Desmond Tutu, who was featured on the cover of the December issue of Randolph, once said, “Do your little bit of good where you are. It’s those little bits of good put together that overwhelm the world.”

Randolph’s community members do many “little bits of good” in Lynchburg, and those acts add up to make a difference. We do everything from volunteering in schools, to serving on city committees and boards, to offering expertise to nonprofit organizations. The College adds to the quality of life in Lynchburg by providing a nationally ranked educational program, employment opportunities, and exciting events and speakers. Lynchburg individuals and groups also use our wonderful museum, our new field and track, and our swimming pool.

This involvement not only ensures strong relationships with our neighbors but also provides the best possible educational experience for our students, who benefit from the bonds we form with internships and other experiential learning opportunities. The city benefits from the expertise and energy offered by our faculty, staff, and students, and everyone learns a bit about everyone else and about our interconnectedness.
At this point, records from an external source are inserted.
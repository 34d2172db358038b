//! Statement AST nodes.

use crate::expr::{BinOp, Expr};
use crate::types::TypeDesc;
use crate::Span;

/// A statement in the AST.
#[derive(Debug, Clone, PartialEq)]
pub struct Stmt {
    pub kind: StmtKind,
    pub span: Span,
}

impl Stmt {
    pub fn new(kind: StmtKind, span: Span) -> Self {
        Self { kind, span }
    }
}

/// The kind of statement.
#[derive(Debug, Clone, PartialEq)]
pub enum StmtKind {
    /// Variable declaration. `mutable` is false for `const` bindings.
    Let {
        name: String,
        ty: Option<TypeDesc>,
        init: Option<Expr>,
        mutable: bool,
    },
    /// Assignment; `op` carries the compound operator when present.
    Assign {
        target: Expr,
        op: Option<BinOp>,
        value: Expr,
    },
    /// Expression statement
    Expr(Expr),
    /// Return statement
    Return(Option<Expr>),
    /// Bare block
    Block(Vec<Stmt>),
    /// If statement. Else-if chains nest as a single `If` inside
    /// `else_block`.
    If {
        cond: Expr,
        then_block: Vec<Stmt>,
        else_block: Option<Vec<Stmt>>,
    },
    /// While loop
    While {
        cond: Expr,
        body: Vec<Stmt>,
    },
    /// C-style for loop
    For {
        init: Option<Box<Stmt>>,
        cond: Option<Expr>,
        update: Option<Box<Stmt>>,
        body: Vec<Stmt>,
    },
    /// For-in loop
    ForIn {
        var: String,
        var_ty: Option<TypeDesc>,
        iterable: Expr,
        body: Vec<Stmt>,
    },
    /// Match statement
    Match {
        scrutinee: Expr,
        arms: Vec<MatchArm>,
    },
    Break,
    Continue,
    /// Try with optional catch and finally blocks
    Try {
        body: Vec<Stmt>,
        catch: Option<CatchClause>,
        finally: Option<Vec<Stmt>>,
    },
    Throw(Expr),
}

/// One arm of a match statement.
#[derive(Debug, Clone, PartialEq)]
pub struct MatchArm {
    pub pattern: Pattern,
    pub body: Vec<Stmt>,
}

/// A catch clause: `catch (e) { ... }`.
#[derive(Debug, Clone, PartialEq)]
pub struct CatchClause {
    pub binding: Option<String>,
    pub body: Vec<Stmt>,
}

/// A pattern in a match arm.
#[derive(Debug, Clone, PartialEq)]
pub enum Pattern {
    /// Wildcard `_`
    Wildcard,
    /// Binding `name`
    Ident(String),
    /// Literal pattern
    Literal(Box<Expr>),
    /// Constructor pattern `Name(subpatterns...)` or `Enum.Variant(...)`
    Constructor {
        path: Vec<String>,
        fields: Vec<Pattern>,
    },
}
Our list of involvements is long. Our students and faculty have developed partnerships with local Cub Scouts; our first-years participate in a Randolph Day of Caring with a variety of Lynchburg nonprofit organizations during Orientation; our athletes and coaches have volunteered for Habitat for Humanity; and our faculty and staff serve on the boards of arts organizations, film festival committees, the Lynchburg Planning Commission, Young Professionals of Central Virginia, and many other organizations. My own service on the board of Amazement Square, our local children’s museum, has taught me much about the city and allowed me to be involved in a great downtown organization that serves the whole region.

We often talk about our students setting forth from behind the Red Brick Wall when they graduate. That wall, built in 1930, separates our front campus from the busy traffic of Rivermont Avenue. What it has never done is separate our College from our community. We are proud to call Lynchburg, Virginia, home. What better way to teach our students to live a life more abundant than to introduce them to the difference they can make right outside their front door?